* [ABOUT THIS EXERCISE]: Return each entry below without any alteration.

___ SUPPLIED DATA ___

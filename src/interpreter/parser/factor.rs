use crate::{
    error::{ParseError, SemanticError},
    interpreter::{
        lexer::Token,
        parser::core::{ParseResult, Parser},
        value::core::Value,
    },
};

impl Parser<'_> {
    /// Parses a factor: a parenthesized expression, a variable or a literal.
    ///
    /// Grammar: `factor := "(" expression ")" | IDENT | NUM`
    ///
    /// # Errors
    /// - `ParseError::UnexpectedToken` if the next token starts no factor.
    /// - `SemanticError::UseBeforeDeclaration` or
    ///   `SemanticError::UseBeforeInitialization` for unusable variables.
    pub(in crate::interpreter::parser) fn parse_factor(&mut self) -> ParseResult<Value> {
        match self.peek()? {
            Token::LParen => {
                self.advance();
                let value = self.parse_expression()?;
                self.expect(&Token::RParen)?;
                Ok(value)
            },
            Token::Identifier(name) => {
                let line = self.line;
                self.advance();
                self.read_variable(name, line)
            },
            Token::Integer(n) => {
                self.advance();
                Ok(Value::Integer(*n))
            },
            token => Err(ParseError::UnexpectedToken { token: token.to_string(),
                                                       line:  self.line, }.into()),
        }
    }

    /// Resolves a variable read inside an expression.
    fn read_variable(&self, name: &str, line: usize) -> ParseResult<Value> {
        let entry =
            self.scopes
                .lookup(name)
                .ok_or_else(|| SemanticError::UseBeforeDeclaration { name: name.to_string(),
                                                                     line })?;

        match entry.value {
            Some(value) if entry.initialized => Ok(value),
            _ => Err(SemanticError::UseBeforeInitialization { name: name.to_string(),
                                                              line }.into()),
        }
    }
}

___

* [EXPECTED OUTPUT]:
filename src/interpreter/parser/factor.rs
use crate::{
    error::{ParseError, SemanticError},
    interpreter::{
        lexer::Token,
        parser::core::{ParseResult, Parser},
        value::core::Value,
    },
};

impl Parser<'_> {
    /// Parses a factor: a parenthesized expression, a variable or a literal.
    ///
    /// Grammar: `factor := "(" expression ")" | IDENT | NUM`
    ///
    /// # Errors
    /// - `ParseError::UnexpectedToken` if the next token starts no factor.
    /// - `SemanticError::UseBeforeDeclaration` or
    ///   `SemanticError::UseBeforeInitialization` for unusable variables.
    pub(in crate::interpreter::parser) fn parse_factor(&mut self) -> ParseResult<Value> {
        match self.peek()? {
            Token::LParen => {
                self.advance();
                let value = self.parse_expression()?;
                self.expect(&Token::RParen)?;
                Ok(value)
            },
            Token::Identifier(name) => {
                let line = self.line;
                self.advance();
                self.read_variable(name, line)
            },
            Token::Integer(n) => {
                self.advance();
                Ok(Value::Integer(*n))
            },
            token => Err(ParseError::UnexpectedToken { token: token.to_string(),
                                                       line:  self.line, }.into()),
        }
    }

    /// Resolves a variable read inside an expression.
    fn read_variable(&self, name: &str, line: usize) -> ParseResult<Value> {
        let entry =
            self.scopes
                .lookup(name)
                .ok_or_else(|| SemanticError::UseBeforeDeclaration { name: name.to_string(),
                                                                     line })?;

        match entry.value {
            Some(value) if entry.initialized => Ok(value),
            _ => Err(SemanticError::UseBeforeInitialization { name: name.to_string(),
                                                              line }.into()),
        }
    }
}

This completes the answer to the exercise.